EXERCISE GOAL> Print the data that follows exactly.

(Entries taken from a collection)
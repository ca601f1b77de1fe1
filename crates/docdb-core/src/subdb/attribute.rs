// Copyright (C) 2025 SyncMyOrders Sp. z o.o.
// SPDX-License-Identifier: AGPL-3.0-or-later
//! In-memory attribute columns: one lid-indexed value vector per field.

use std::collections::{BTreeMap, BTreeSet};

use serde_json::Value;

use crate::document::{Document, Lid};

#[derive(Debug, Default)]
struct AttributeVector {
    values: Vec<Option<Value>>,
}

impl AttributeVector {
    fn set(&mut self, lid: Lid, value: Option<Value>) {
        let idx = lid as usize;
        if idx >= self.values.len() {
            if value.is_none() {
                return;
            }
            self.values.resize(idx + 1, None);
        }
        self.values[idx] = value;
    }

    fn get(&self, lid: Lid) -> Option<&Value> {
        self.values.get(lid as usize).and_then(Option::as_ref)
    }

    fn take(&mut self, lid: Lid) -> Option<Value> {
        self.values.get_mut(lid as usize).and_then(Option::take)
    }

    fn shrink(&mut self, lid_limit: Lid) {
        self.values.truncate(lid_limit as usize);
        self.values.shrink_to_fit();
    }
}

/// Attribute columns of one sub-database.
#[derive(Debug, Default)]
pub struct AttributeManager {
    columns: BTreeMap<String, AttributeVector>,
}

impl AttributeManager {
    pub fn new(fields: &BTreeSet<String>) -> Self {
        Self {
            columns: fields
                .iter()
                .map(|name| (name.clone(), AttributeVector::default()))
                .collect(),
        }
    }

    pub fn column_names(&self) -> BTreeSet<String> {
        self.columns.keys().cloned().collect()
    }

    pub fn has_column(&self, name: &str) -> bool {
        self.columns.contains_key(name)
    }

    /// Add an empty column. Returns `false` if it already exists.
    pub fn add_column(&mut self, name: &str) -> bool {
        if self.columns.contains_key(name) {
            return false;
        }
        self.columns
            .insert(name.to_string(), AttributeVector::default());
        true
    }

    pub fn drop_column(&mut self, name: &str) -> bool {
        self.columns.remove(name).is_some()
    }

    /// Write every column from `document`.
    pub fn put(&mut self, lid: Lid, document: &Document) {
        for (name, column) in &mut self.columns {
            column.set(lid, document.field(name).cloned());
        }
    }

    /// Write only `fields` from `document`.
    pub fn populate(&mut self, lid: Lid, document: &Document, fields: &[String]) {
        for name in fields {
            if let Some(column) = self.columns.get_mut(name) {
                column.set(lid, document.field(name).cloned());
            }
        }
    }

    pub fn remove(&mut self, lid: Lid) {
        for column in self.columns.values_mut() {
            column.set(lid, None);
        }
    }

    pub fn get(&self, field: &str, lid: Lid) -> Option<&Value> {
        self.columns.get(field).and_then(|c| c.get(lid))
    }

    pub fn move_lid(&mut self, from: Lid, to: Lid) {
        for column in self.columns.values_mut() {
            let value = column.take(from);
            column.set(to, value);
        }
    }

    pub fn shrink_lid_space(&mut self, lid_limit: Lid) {
        for column in self.columns.values_mut() {
            column.shrink(lid_limit);
        }
    }

    pub fn memory_usage(&self) -> usize {
        self.columns
            .values()
            .map(|c| c.values.capacity() * std::mem::size_of::<Option<Value>>())
            .sum()
    }
}

#[cfg(test)]
mod tests {
    use super::*;
    use crate::document::DocumentId;
    use serde_json::json;

    fn doc(year: i64) -> Document {
        Document::new(DocumentId::parse("id:ns:music::a").unwrap())
            .with_field("year", year)
            .with_field("title", "t")
    }

    fn fields(names: &[&str]) -> BTreeSet<String> {
        names.iter().map(|s| s.to_string()).collect()
    }

    #[test]
    fn test_put_only_fills_configured_columns() {
        let mut attrs = AttributeManager::new(&fields(&["year"]));
        attrs.put(3, &doc(1975));
        assert_eq!(attrs.get("year", 3), Some(&json!(1975)));
        assert!(attrs.get("title", 3).is_none());
        assert!(attrs.get("year", 2).is_none());

        attrs.remove(3);
        assert!(attrs.get("year", 3).is_none());
    }

    #[test]
    fn test_add_column_then_populate() {
        let mut attrs = AttributeManager::new(&fields(&["year"]));
        attrs.put(1, &doc(1975));
        assert!(attrs.add_column("title"));
        assert!(!attrs.add_column("title"));
        assert!(attrs.get("title", 1).is_none());

        attrs.populate(1, &doc(1975), &["title".to_string()]);
        assert_eq!(attrs.get("title", 1), Some(&json!("t")));
        assert!(attrs.drop_column("title"));
        assert_eq!(attrs.column_names(), fields(&["year"]));
    }

    #[test]
    fn test_move_lid() {
        let mut attrs = AttributeManager::new(&fields(&["year"]));
        attrs.put(9, &doc(2001));
        attrs.move_lid(9, 1);
        attrs.shrink_lid_space(2);
        assert_eq!(attrs.get("year", 1), Some(&json!(2001)));
        assert!(attrs.get("year", 9).is_none());
    }
}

SOLUTION FOR THIS PROBLEM>
repository ca601f1b77de1fe1
filename crates/docdb-core/src/subdb/attribute.rs
// Copyright (C) 2025 SyncMyOrders Sp. z o.o.
// SPDX-License-Identifier: AGPL-3.0-or-later
//! In-memory attribute columns: one lid-indexed value vector per field.

use std::collections::{BTreeMap, BTreeSet};

use serde_json::Value;

use crate::document::{Document, Lid};

#[derive(Debug, Default)]
struct AttributeVector {
    values: Vec<Option<Value>>,
}

impl AttributeVector {
    fn set(&mut self, lid: Lid, value: Option<Value>) {
        let idx = lid as usize;
        if idx >= self.values.len() {
            if value.is_none() {
                return;
            }
            self.values.resize(idx + 1, None);
        }
        self.values[idx] = value;
    }

    fn get(&self, lid: Lid) -> Option<&Value> {
        self.values.get(lid as usize).and_then(Option::as_ref)
    }

    fn take(&mut self, lid: Lid) -> Option<Value> {
        self.values.get_mut(lid as usize).and_then(Option::take)
    }

    fn shrink(&mut self, lid_limit: Lid) {
        self.values.truncate(lid_limit as usize);
        self.values.shrink_to_fit();
    }
}

/// Attribute columns of one sub-database.
#[derive(Debug, Default)]
pub struct AttributeManager {
    columns: BTreeMap<String, AttributeVector>,
}

impl AttributeManager {
    pub fn new(fields: &BTreeSet<String>) -> Self {
        Self {
            columns: fields
                .iter()
                .map(|name| (name.clone(), AttributeVector::default()))
                .collect(),
        }
    }

    pub fn column_names(&self) -> BTreeSet<String> {
        self.columns.keys().cloned().collect()
    }

    pub fn has_column(&self, name: &str) -> bool {
        self.columns.contains_key(name)
    }

    /// Add an empty column. Returns `false` if it already exists.
    pub fn add_column(&mut self, name: &str) -> bool {
        if self.columns.contains_key(name) {
            return false;
        }
        self.columns
            .insert(name.to_string(), AttributeVector::default());
        true
    }

    pub fn drop_column(&mut self, name: &str) -> bool {
        self.columns.remove(name).is_some()
    }

    /// Write every column from `document`.
    pub fn put(&mut self, lid: Lid, document: &Document) {
        for (name, column) in &mut self.columns {
            column.set(lid, document.field(name).cloned());
        }
    }

    /// Write only `fields` from `document`.
    pub fn populate(&mut self, lid: Lid, document: &Document, fields: &[String]) {
        for name in fields {
            if let Some(column) = self.columns.get_mut(name) {
                column.set(lid, document.field(name).cloned());
            }
        }
    }

    pub fn remove(&mut self, lid: Lid) {
        for column in self.columns.values_mut() {
            column.set(lid, None);
        }
    }

    pub fn get(&self, field: &str, lid: Lid) -> Option<&Value> {
        self.columns.get(field).and_then(|c| c.get(lid))
    }

    pub fn move_lid(&mut self, from: Lid, to: Lid) {
        for column in self.columns.values_mut() {
            let value = column.take(from);
            column.set(to, value);
        }
    }

    pub fn shrink_lid_space(&mut self, lid_limit: Lid) {
        for column in self.columns.values_mut() {
            column.shrink(lid_limit);
        }
    }

    pub fn memory_usage(&self) -> usize {
        self.columns
            .values()
            .map(|c| c.values.capacity() * std::mem::size_of::<Option<Value>>())
            .sum()
    }
}

#[cfg(test)]
mod tests {
    use super::*;
    use crate::document::DocumentId;
    use serde_json::json;

    fn doc(year: i64) -> Document {
        Document::new(DocumentId::parse("id:ns:music::a").unwrap())
            .with_field("year", year)
            .with_field("title", "t")
    }

    fn fields(names: &[&str]) -> BTreeSet<String> {
        names.iter().map(|s| s.to_string()).collect()
    }

    #[test]
    fn test_put_only_fills_configured_columns() {
        let mut attrs = AttributeManager::new(&fields(&["year"]));
        attrs.put(3, &doc(1975));
        assert_eq!(attrs.get("year", 3), Some(&json!(1975)));
        assert!(attrs.get("title", 3).is_none());
        assert!(attrs.get("year", 2).is_none());

        attrs.remove(3);
        assert!(attrs.get("year", 3).is_none());
    }

    #[test]
    fn test_add_column_then_populate() {
        let mut attrs = AttributeManager::new(&fields(&["year"]));
        attrs.put(1, &doc(1975));
        assert!(attrs.add_column("title"));
        assert!(!attrs.add_column("title"));
        assert!(attrs.get("title", 1).is_none());

        attrs.populate(1, &doc(1975), &["title".to_string()]);
        assert_eq!(attrs.get("title", 1), Some(&json!("t")));
        assert!(attrs.drop_column("title"));
        assert_eq!(attrs.column_names(), fields(&["year"]));
    }

    #[test]
    fn test_move_lid() {
        let mut attrs = AttributeManager::new(&fields(&["year"]));
        attrs.put(9, &doc(2001));
        attrs.move_lid(9, 1);
        attrs.shrink_lid_space(2);
        assert_eq!(attrs.get("year", 1), Some(&json!(2001)));
        assert!(attrs.get("year", 9).is_none());
    }
}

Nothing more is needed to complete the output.